Earlier this year, a one-story grey home was moved onto a lot near Agave Place at the north end of Buttercup Road in the county between Hailey and Ketchum. Agave Place was developed in 2005 as 12 units of deed-restricted housing built in exchange for a developer’s receiving increased density on the adjacent market-rate Village Green subdivision. The home was originally built by Advocates for Real Community Housing (ARCH) in conjunction with Blaine County Housing Authority (BCHA) as part of both groups’ efforts to provide badly needed affordable housing in the Wood River Valley.

“The mission of ARCH Community Housing Trust is to develop safe, permanently affordable housing for persons of low to moderate income and to work with all interested public and private parties toward this objective,” says its website.

“BCHA’s primary goal is to promote various methods for providing housing at affordable sales prices and rental rates to people comprising the ‘working population,’” says its website. “These individuals and families are unable to purchase or rent reasonable quality housing within Blaine County due to market-rate housing price levels.”

Some Buttercup Road neighbors are not pleased with the home.

In an Aug. 5 email to ARCH and the Blaine County Commissioners, Kimberly Rogers wrote, “I am writing this letter to let you know that I am disappointed in the affordable housing unit that was put at the north end of Buttercup Road, and the responses and also the lack thereof to my written disappointment.
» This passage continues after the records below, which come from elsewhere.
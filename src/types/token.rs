//! Token Types
//!
//! Token endpoint response and the cached token state.

use chrono::{DateTime, Duration, Utc};
use serde::Deserialize;
use std::collections::HashMap;

/// Token response from the authorization server.
///
/// `access_token` and `expires_in` are required; a body without them does
/// not deserialize.
#[derive(Clone, Debug, Deserialize)]
pub struct TokenResponse {
    /// Access token.
    pub access_token: String,
    /// Lifetime in seconds.
    pub expires_in: u64,
    /// Token type (usually "Bearer").
    #[serde(default = "default_token_type")]
    pub token_type: String,
    /// Granted scopes.
    #[serde(default)]
    pub scope: Option<String>,
    /// Additional fields.
    #[serde(flatten)]
    pub extra: HashMap<String, serde_json::Value>,
}

fn default_token_type() -> String {
    "Bearer".to_string()
}

/// Token held for one service.
///
/// The default state is empty and expired at the unix epoch.
#[derive(Clone, Default, PartialEq, Eq)]
pub struct TokenState {
    /// Access token, empty when none is held.
    pub access_token: String,
    /// Expiration time.
    pub expires_at: DateTime<Utc>,
}

impl TokenState {
    /// Create state from a token response received at `now`.
    ///
    /// Returns `None` when `expires_in` puts the expiry past the range of
    /// representable timestamps.
    pub fn from_response(response: &TokenResponse, now: DateTime<Utc>) -> Option<Self> {
        let expires_at = offset(now, response.expires_in)?;
        Some(Self {
            access_token: response.access_token.clone(),
            expires_at,
        })
    }

    /// A token is valid when present and not expiring within `buffer`.
    ///
    /// A buffer too large to add to `now` leaves no token valid.
    pub fn is_valid_at(&self, now: DateTime<Utc>, buffer: std::time::Duration) -> bool {
        !self.access_token.is_empty()
            && offset(now, buffer.as_secs()).is_some_and(|threshold| self.expires_at > threshold)
    }

    /// Remaining lifetime at `now`, zero once expired.
    pub fn remaining_lifetime(&self, now: DateTime<Utc>) -> std::time::Duration {
        (self.expires_at - now).to_std().unwrap_or_default()
    }
}

fn offset(now: DateTime<Utc>, secs: u64) -> Option<DateTime<Utc>> {
    let delta = Duration::try_seconds(i64::try_from(secs).ok()?)?;
    now.checked_add_signed(delta)
}

impl std::fmt::Debug for TokenState {
    fn fmt(&self, f: &mut std::fmt::Formatter<'_>) -> std::fmt::Result {
        f.debug_struct("TokenState")
            .field(
                "access_token",
                &if self.access_token.is_empty() { "" } else { "[REDACTED]" },
            )
            .field("expires_at", &self.expires_at)
            .finish()
    }
}
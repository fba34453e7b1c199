//! OAuth2 Core Components
//!
//! HTTP transport and service configuration resolution.

pub mod resolver;
pub mod transport;

pub use resolver::*;
pub use transport::*;
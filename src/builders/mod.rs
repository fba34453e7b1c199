//! Builders
//!
//! Fluent builder for client settings.

pub mod config;

pub use config::{oauth2_settings, OAuth2SettingsBuilder};
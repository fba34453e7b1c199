//! OAuth2 Types
//!
//! Configuration, token and request type definitions.

pub mod config;
pub mod request;
pub mod token;

pub use config::*;
pub use request::*;
pub use token::*;
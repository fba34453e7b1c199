//! OAuth2 Service Client
//!
//! Calls OAuth2-protected APIs on behalf of configured services using the
//! Client Credentials grant (RFC 6749 Section 4.4).
//!
//! # Features
//!
//! - Per-service configuration resolved and validated up front
//! - Token acquisition with a shared, pluggable cache and expiration buffer
//! - Authenticated requests with a single token refresh on 401
//! - One error type with diagnostic context and a renderable error response
//!
//! # Example
//!
//! ```rust,ignore
//! use oauth2_service_client::{oauth2_client, oauth2_settings, RequestOptions, ServiceConfig};
//!
//! #[tokio::main]
//! async fn main() -> Result<(), Box<dyn std::error::Error>> {
//!     let settings = oauth2_settings()
//!         .service(
//!             "crm",
//!             ServiceConfig::new("https://auth.example.com/oauth/token", "client-id", "secret")
//!                 .with_scope("contacts:read"),
//!         )
//!         .build()?;
//!
//!     let client = oauth2_client("crm", &settings)?;
//!     let response = client
//!         .get("https://api.example.com/v1/contacts", RequestOptions::new())
//!         .await?;
//!
//!     println!("{}", response.body);
//!     Ok(())
//! }
//! ```
//!
//! # Architecture
//!
//! - `types`: settings, service configuration, token and request types
//! - `error`: error hierarchy, diagnostic context and error rendering
//! - `core`: HTTP transport and service configuration resolution
//! - `token`: token cache and token manager
//! - `telemetry`: structured logging
//! - `builders`: fluent settings builder
//! - `client`: authenticated request dispatcher

pub mod builders;
pub mod client;
pub mod core;
pub mod error;
pub mod telemetry;
pub mod token;
pub mod types;

// Re-export main client
pub use client::{oauth2_client, OAuth2Client};

// Re-export builders
pub use builders::{oauth2_settings, OAuth2SettingsBuilder};

// Re-export errors
pub use error::{
    clean_message, debug_requested, parse_error_response, render_error, CacheError,
    ConfigurationError, ErrorContext, ErrorResponse, OAuth2Error, OAuth2ErrorResponse,
    OAuth2Result, TransportError, REDACTED,
};

// Re-export types
pub use types::{
    LoggingSettings, OAuth2Settings, RequestContext, RequestOptions, ServiceConfig,
    TokenResponse, TokenState,
};

// Re-export core components
pub use core::{
    HttpMethod, HttpRequest, HttpResponse, HttpTransport, MockHttpTransport, MultipartField,
    ReqwestHttpTransport, RequestBody, ServiceConfigResolver,
};

// Re-export token management
pub use token::{
    CacheStore, DefaultTokenManager, InMemoryCacheStore, MockTokenManager, TokenManager,
    TokenManagerConfig,
};

// Re-export telemetry
pub use telemetry::{
    create_in_memory_logger, create_logger, no_op_logger, InMemoryLogger, LogEntry, LogLevel,
    Logger, NoOpLogger, OAuth2LogContext, TracingLogger,
};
I believe promises were made to all of us… that have not been fulfilled. Not one of us fought this conversion of open space… being turned into affordable housing unit, because we were told to ‘trust’ the County and the organizations they chose to develop this vacant land in a fashion that was similar to the Agave Place development and do right by the neighbors and neighborhood.

“We did trust, and it turns out we should not have.”

The neighbors were told there would be a landscaping berm that would match the one at Agave. There are new trees planted but there is only a small mound above the ground. The neighbors also worked closely with the developers of Agave Place to ensure the project would integrate into the neighborhood. They claim that not to do so would risk bringing down the property values.

“This is a legitimate apprehension that existing property owners have when affordable housing is proposed in one’s neighborhood, where the surrounding properties have significantly greater value than the affordable housing unit proposed,” Rogers wrote. “I am also worried that since our concerns are not taken into consideration, that word shall get out and future affordable housing will be fought against, to prevent the very thing that has happened here… a substandard house placed within an area of greater value, even though promises to the contrary were made to the area owners.”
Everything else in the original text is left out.